Liposuction Surgery


What is liposuction?

    A method used for aesthetic fat removal is liposuction. It can permanently eliminate adipocytes, or fat cells, from a specific area of your body that you wish to lose weight. When diet and exercise fail to reduce fat accumulation, liposuction can assist.

    Other terms for liposuction include "lipo" or lipoplasty.

Where on my body can I get liposuction?

    You can get liposuction surgery anywhere you have fat deposits on your body. The following are a few of the most typical places on your body:

  • Waist, stomach, or abdomen.
  • "Love handles" or hips (flank).
  • Chest or back.
  • Cheeks, chin, neck, or face.
  • Buttocks.
  • Ankles, calves, or inner knee.
  • Thighs.
  • Upper arms.

Can obesity be treated with liposuction?

    Liposuction does not treat obesity or excess weight; it is not a weight-loss therapy. Most people get liposuction to get rid of extra fat from specific areas of their bodies. There is no full-body weight-loss technique with liposuction. Your body may develop back fat in the areas where the procedure was performed, even though it is permanent.

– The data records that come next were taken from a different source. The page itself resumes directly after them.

// src/testing.rs

//! Mocks shared by the controller and module unit tests.

use crate::common::{error::BusError, hal_traits::Clock, message::Message};
use crate::transport::Transport;
use alloc::boxed::Box;
use alloc::collections::VecDeque;
use alloc::rc::Rc;
use alloc::vec::Vec;
use core::cell::{Cell, RefCell};
use core::time::Duration;

/// Clock whose time only moves when a test says so. Clones share the time.
#[derive(Debug, Clone, Default)]
pub struct MockClock(Rc<Cell<Duration>>);

impl MockClock {
    pub fn advance(&self, by: Duration) {
        self.0.set(self.0.get() + by);
    }

    pub fn advance_ms(&self, ms: u64) {
        self.advance(Duration::from_millis(ms));
    }
}

impl Clock for MockClock {
    fn uptime(&self) -> Duration {
        self.0.get()
    }
}

type Responder = Box<dyn FnMut(&Message) -> Option<Message>>;

#[derive(Default)]
struct LinkState {
    sent: Vec<Message>,
    pending: VecDeque<Vec<u8>>,
    responder: Option<Responder>,
    begun: bool,
}

/// Packet-level transport mock.
///
/// Every write is decoded and logged. A responder, when set, is asked for a
/// reply which becomes readable on the next `update()`.
pub struct MockTransport {
    state: Rc<RefCell<LinkState>>,
    inbox: Option<Vec<u8>>,
    timeout: Duration,
}

/// Test-side handle on a [`MockTransport`].
#[derive(Clone)]
pub struct MockLink(Rc<RefCell<LinkState>>);

impl MockTransport {
    pub fn new(timeout: Duration) -> (Self, MockLink) {
        let state = Rc::new(RefCell::new(LinkState::default()));
        (
            MockTransport {
                state: state.clone(),
                inbox: None,
                timeout,
            },
            MockLink(state),
        )
    }
}

impl MockLink {
    pub fn respond_with<F>(&self, f: F)
    where
        F: FnMut(&Message) -> Option<Message> + 'static,
    {
        self.0.borrow_mut().responder = Some(Box::new(f));
    }

    pub fn push(&self, message: &Message) {
        self.0.borrow_mut().pending.push_back(message.as_bytes().to_vec());
    }

    pub fn sent(&self) -> Vec<Message> {
        self.0.borrow().sent.clone()
    }

    pub fn last_sent(&self) -> Option<Message> {
        self.0.borrow().sent.last().cloned()
    }

    pub fn clear_sent(&self) {
        self.0.borrow_mut().sent.clear();
    }

    pub fn begun(&self) -> bool {
        self.0.borrow().begun
    }
}

impl Transport for MockTransport {
    fn begin(&mut self) -> Result<(), BusError> {
        self.state.borrow_mut().begun = true;
        Ok(())
    }

    fn update(&mut self) {
        if self.inbox.is_none() {
            self.inbox = self.state.borrow_mut().pending.pop_front();
        }
    }

    fn write(&mut self, payload: &[u8]) -> Result<(), BusError> {
        let message = Message::decode(payload);
        let mut state = self.state.borrow_mut();
        let reply = state.responder.as_mut().and_then(|r| r(&message));
        state.sent.push(message);
        if let Some(reply) = reply {
            state.pending.push_back(reply.as_bytes().to_vec());
        }
        Ok(())
    }

    fn available(&self) -> bool {
        self.inbox.is_some()
    }

    fn read(&self) -> Option<&[u8]> {
        self.inbox.as_deref()
    }

    fn wipe(&mut self) {
        self.inbox = None;
    }

    fn reading_timeout(&self) -> Duration {
        self.timeout
    }
}
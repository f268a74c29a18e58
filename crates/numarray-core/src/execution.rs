//! Execution context for column-parallel kernels
//!
//! Elementwise kernels are embarrassingly parallel over columns. The
//! [`ExecutionContext`] decides, per call, whether a batch of independent
//! column jobs runs sequentially or on Rayon's pool, and always returns the
//! results in job order so output assembly is deterministic.
//!
//! Parallel execution needs the `parallel` feature; without it every strategy
//! runs sequentially.

#[cfg(feature = "parallel")]
use crate::error::{Error, Result};
use serde::{Deserialize, Serialize};

/// Execution strategy for batch operations
#[derive(Clone, Copy, Debug, Default, PartialEq, Eq, Serialize, Deserialize)]
#[serde(rename_all = "snake_case")]
pub enum ExecutionStrategy {
    /// Process jobs sequentially
    Sequential,
    /// Process jobs in parallel
    Parallel,
    /// Go parallel once the work exceeds the context's threshold
    #[default]
    Auto,
}

/// Default element count above which `Auto` goes parallel
pub const DEFAULT_PARALLEL_THRESHOLD: usize = 1 << 16;

/// How kernels schedule independent per-column work
#[derive(Clone, Debug)]
pub struct ExecutionContext {
    strategy: ExecutionStrategy,
    parallel_threshold: usize,
    #[cfg(feature = "parallel")]
    thread_pool: Option<std::sync::Arc<rayon::ThreadPool>>,
}

impl Default for ExecutionContext {
    fn default() -> Self {
        Self::new(ExecutionStrategy::Auto, DEFAULT_PARALLEL_THRESHOLD)
    }
}

impl ExecutionContext {
    pub fn new(strategy: ExecutionStrategy, parallel_threshold: usize) -> Self {
        Self {
            strategy,
            parallel_threshold,
            #[cfg(feature = "parallel")]
            thread_pool: None,
        }
    }

    /// Context that never spawns work on other threads
    pub fn sequential() -> Self {
        Self::new(ExecutionStrategy::Sequential, usize::MAX)
    }

    /// Create with a dedicated pool of `num_threads` workers
    #[cfg(feature = "parallel")]
    pub fn with_num_threads(
        strategy: ExecutionStrategy,
        parallel_threshold: usize,
        num_threads: usize,
    ) -> Result<Self> {
        let pool = rayon::ThreadPoolBuilder::new()
            .num_threads(num_threads)
            .build()
            .map_err(|e| Error::Configuration(format!("Failed to create thread pool: {e}")))?;
        Ok(Self {
            strategy,
            parallel_threshold,
            thread_pool: Some(std::sync::Arc::new(pool)),
        })
    }

    pub fn strategy(&self) -> ExecutionStrategy {
        self.strategy
    }

    pub fn parallel_threshold(&self) -> usize {
        self.parallel_threshold
    }

    /// Whether a job batch touching `work` elements would run in parallel
    pub fn is_parallel_for(&self, work: usize) -> bool {
        if !cfg!(feature = "parallel") {
            return false;
        }
        match self.strategy {
            ExecutionStrategy::Sequential => false,
            ExecutionStrategy::Parallel => true,
            ExecutionStrategy::Auto => work >= self.parallel_threshold,
        }
    }

    /// Run `count` independent jobs, returning results in job order
    ///
    /// `work` is the total number of elements the jobs touch and feeds the
    /// `Auto` decision.
    pub fn execute_batch<F, R>(&self, count: usize, work: usize, f: F) -> Vec<R>
    where
        F: Fn(usize) -> R + Sync + Send,
        R: Send,
    {
        #[cfg(feature = "parallel")]
        {
            if self.is_parallel_for(work) && count > 1 {
                use rayon::prelude::*;

                return match &self.thread_pool {
                    Some(pool) => pool.install(|| (0..count).into_par_iter().map(&f).collect()),
                    None => (0..count).into_par_iter().map(&f).collect(),
                };
            }
        }
        #[cfg(not(feature = "parallel"))]
        let _ = work;

        (0..count).map(f).collect()
    }

    /// Get the number of threads available
    pub fn num_threads(&self) -> usize {
        #[cfg(feature = "parallel")]
        {
            if self.strategy != ExecutionStrategy::Sequential {
                return match &self.thread_pool {
                    Some(pool) => pool.current_num_threads(),
                    None => rayon::current_num_threads(),
                };
            }
        }
        1
    }
}
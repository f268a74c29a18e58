//! Shared utilities for integration tests

#![allow(dead_code)]

pub use approx::assert_relative_eq;
use proptest::prelude::*;

pub const EPSILON: f64 = 1e-12;

/// Shapes that hit the degenerate cases of CSC storage
pub fn edge_case_shapes() -> Vec<(usize, usize)> {
    vec![
        (0, 0), // Empty
        (0, 3), // No rows, col_ptr still cols + 1 long
        (3, 0), // No columns
        (1, 1), // Broadcastable
        (1, 5), // Row vector
        (5, 1), // Column vector
        (4, 4),
        (7, 3),
    ]
}

/// Column-major buffer of `rows × cols` values where roughly half are zero
pub fn sparse_pattern_strategy(max_dim: usize) -> impl Strategy<Value = (Vec<f64>, usize, usize)> {
    (0..=max_dim, 0..=max_dim).prop_flat_map(|(rows, cols)| {
        let value = prop_oneof![Just(0.0), -1e6..1e6f64];
        (prop::collection::vec(value, rows * cols), Just(rows), Just(cols))
    })
}
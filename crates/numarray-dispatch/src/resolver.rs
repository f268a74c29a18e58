//! Operation resolver
//!
//! For every registered operation the resolver precomputes, across every
//! tuple of operand representations of that operation's arity, which kernel
//! to run and how to convert each operand to reach it. Call-time dispatch is
//! a single table lookup.
//!
//! # Selection
//!
//! An exact registry match always wins. Otherwise every registered signature
//! of the operation is a candidate if each operand can reach the candidate's
//! representation through the converter graph. Candidates are ranked by:
//!
//! 1. total conversion cost (sum of path lengths)
//! 2. number of complex operands after conversion (fewer is better)
//! 3. number of dense operands after conversion (fewer is better)
//! 4. representation ordinals, for a deterministic final order

use crate::convert::{ConversionPath, ConverterGraph};
use crate::registry::{DispatchRegistry, OperationSignature};
use numarray_core::{Domain, Error, NumericArray, Representation, Result, Structure};
use numarray_kernels::{Kernel, Operation};
use std::borrow::Cow;
use std::collections::HashMap;
use std::sync::Arc;

/// How to run an operation on one tuple of operand representations
#[derive(Clone, Debug)]
pub struct Resolution {
    target: OperationSignature,
    kernel: Arc<dyn Kernel>,
    conversions: Vec<ConversionPath>,
}

impl Resolution {
    /// Signature of the kernel that runs
    pub fn target(&self) -> &OperationSignature {
        &self.target
    }

    pub fn kernel(&self) -> &Arc<dyn Kernel> {
        &self.kernel
    }

    /// Per-operand conversion paths, identity for operands used as-is
    pub fn conversions(&self) -> &[ConversionPath] {
        &self.conversions
    }

    pub fn cost(&self) -> usize {
        self.conversions.iter().map(ConversionPath::cost).sum()
    }

    /// No operand needs converting
    pub fn is_exact(&self) -> bool {
        self.conversions.iter().all(ConversionPath::is_identity)
    }

    /// Convert operands to the kernel's representations
    pub fn prepare<'a>(&self, operands: &[&'a NumericArray]) -> Result<Vec<Cow<'a, NumericArray>>> {
        operands
            .iter()
            .zip(&self.conversions)
            .map(|(&array, path)| {
                if path.is_identity() {
                    Ok(Cow::Borrowed(array))
                } else {
                    path.apply(array).map(Cow::Owned)
                }
            })
            .collect()
    }
}

/// Ranking key; smaller is better
type RankKey = (usize, usize, usize, Vec<usize>);

fn rank(cost: usize, targets: &[Representation]) -> RankKey {
    let complex = targets.iter().filter(|r| r.domain() == Domain::Complex).count();
    let dense = targets.iter().filter(|r| r.structure() == Structure::Dense).count();
    let ordinals = targets.iter().map(|r| r.ordinal()).collect();
    (cost, complex, dense, ordinals)
}

/// Precomputed resolution table
#[derive(Debug)]
pub struct Resolver {
    table: HashMap<OperationSignature, Resolution>,
    synthesized: usize,
}

impl Resolver {
    /// Resolve every representation tuple of every registered operation
    pub fn build(registry: &DispatchRegistry, graph: &ConverterGraph, verbose: bool) -> Self {
        let mut table = HashMap::new();
        let mut synthesized = 0;
        for operation in registry.operations() {
            for operands in representation_tuples(operation.arity()) {
                let requested = OperationSignature::new(operation, operands);
                let Some(resolution) = resolve_one(registry, graph, &requested) else {
                    continue;
                };
                if !resolution.is_exact() {
                    synthesized += 1;
                    if verbose {
                        tracing::info!(
                            %requested,
                            target = %resolution.target,
                            cost = resolution.cost(),
                            "synthesized resolution"
                        );
                    }
                }
                table.insert(requested, resolution);
            }
        }
        Self { table, synthesized }
    }

    /// Look up the resolution for `operation` on these representations
    ///
    /// # Errors
    /// `UnsupportedOperation` when no kernel is reachable.
    pub fn resolve(
        &self,
        operation: Operation,
        operands: &[Representation],
    ) -> Result<&Resolution> {
        let key = OperationSignature::new(operation, operands);
        self.table
            .get(&key)
            .ok_or_else(|| Error::unsupported(operation.name(), operands))
    }

    /// Number of resolvable signatures
    pub fn len(&self) -> usize {
        self.table.len()
    }

    pub fn is_empty(&self) -> bool {
        self.table.is_empty()
    }

    /// Number of resolutions that convert at least one operand
    pub fn synthesized(&self) -> usize {
        self.synthesized
    }
}

fn resolve_one(
    registry: &DispatchRegistry,
    graph: &ConverterGraph,
    requested: &OperationSignature,
) -> Option<Resolution> {
    if let Some(kernel) = registry.get(requested) {
        return Some(Resolution {
            target: requested.clone(),
            kernel: Arc::clone(kernel),
            conversions: vec![ConversionPath::identity(); requested.operands.len()],
        });
    }

    let mut best: Option<(RankKey, &OperationSignature, Vec<ConversionPath>)> = None;
    for candidate in registry.signatures(requested.operation) {
        let Some(paths) = requested
            .operands
            .iter()
            .zip(&candidate.operands)
            .map(|(&from, &to)| graph.path(from, to).cloned())
            .collect::<Option<Vec<_>>>()
        else {
            continue;
        };
        let cost = paths.iter().map(ConversionPath::cost).sum();
        let key = rank(cost, &candidate.operands);
        if best.as_ref().map_or(true, |(best_key, _, _)| key < *best_key) {
            best = Some((key, candidate, paths));
        }
    }

    let (_, target, conversions) = best?;
    let kernel = registry.get(target)?;
    Some(Resolution {
        target: target.clone(),
        kernel: Arc::clone(kernel),
        conversions,
    })
}

/// Every ordered tuple of `arity` representations
fn representation_tuples(arity: usize) -> Vec<Vec<Representation>> {
    (0..arity).fold(vec![Vec::new()], |tuples, _| {
        tuples
            .iter()
            .flat_map(|prefix| {
                Representation::ALL.iter().map(move |&rep| {
                    let mut tuple = prefix.clone();
                    tuple.push(rep);
                    tuple
                })
            })
            .collect()
    })
}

    Everybody has a different body. Even if you exercise frequently and eat a healthy diet, you may still struggle to lose weight. To help you achieve your objectives, discuss weight management therapy choices with your healthcare physician if you are overweight.

What happens during liposuction surgery?

    Your healthcare practitioner will administer anaesthesia before your liposuction operation. You can have local and general anaesthesia (which numbs the brain). You are rendered painless throughout the process, thanks to anaesthesia.

    Following the onset of anaesthesia, your surgeon will make a few tiny skin incisions. A small, stainless-steel tool called a cannula will implant a suction device into the fatty regions between your skin and muscles. To break up or liquefy your fat, your surgeon will move the cannula around the inside of your body. After that, they'll use a big syringe or suction pipe to remove extra fat. Following the surgery, your surgeon will use non-dissolvable or dissolvable stitches to close the incision site.

    Your particular liposuction process will depend on the kind of operation you're getting. You might have to go to a surgery centre or your provider's office for an outpatient procedure. Your surgeon may require an overnight stay if they remove significant fat from your body. You will need a driver to get you to and from the surgery, even if it's an outpatient treatment. The amount of fat your surgeon removes, and the number of places treated will determine how long liposuction surgery takes.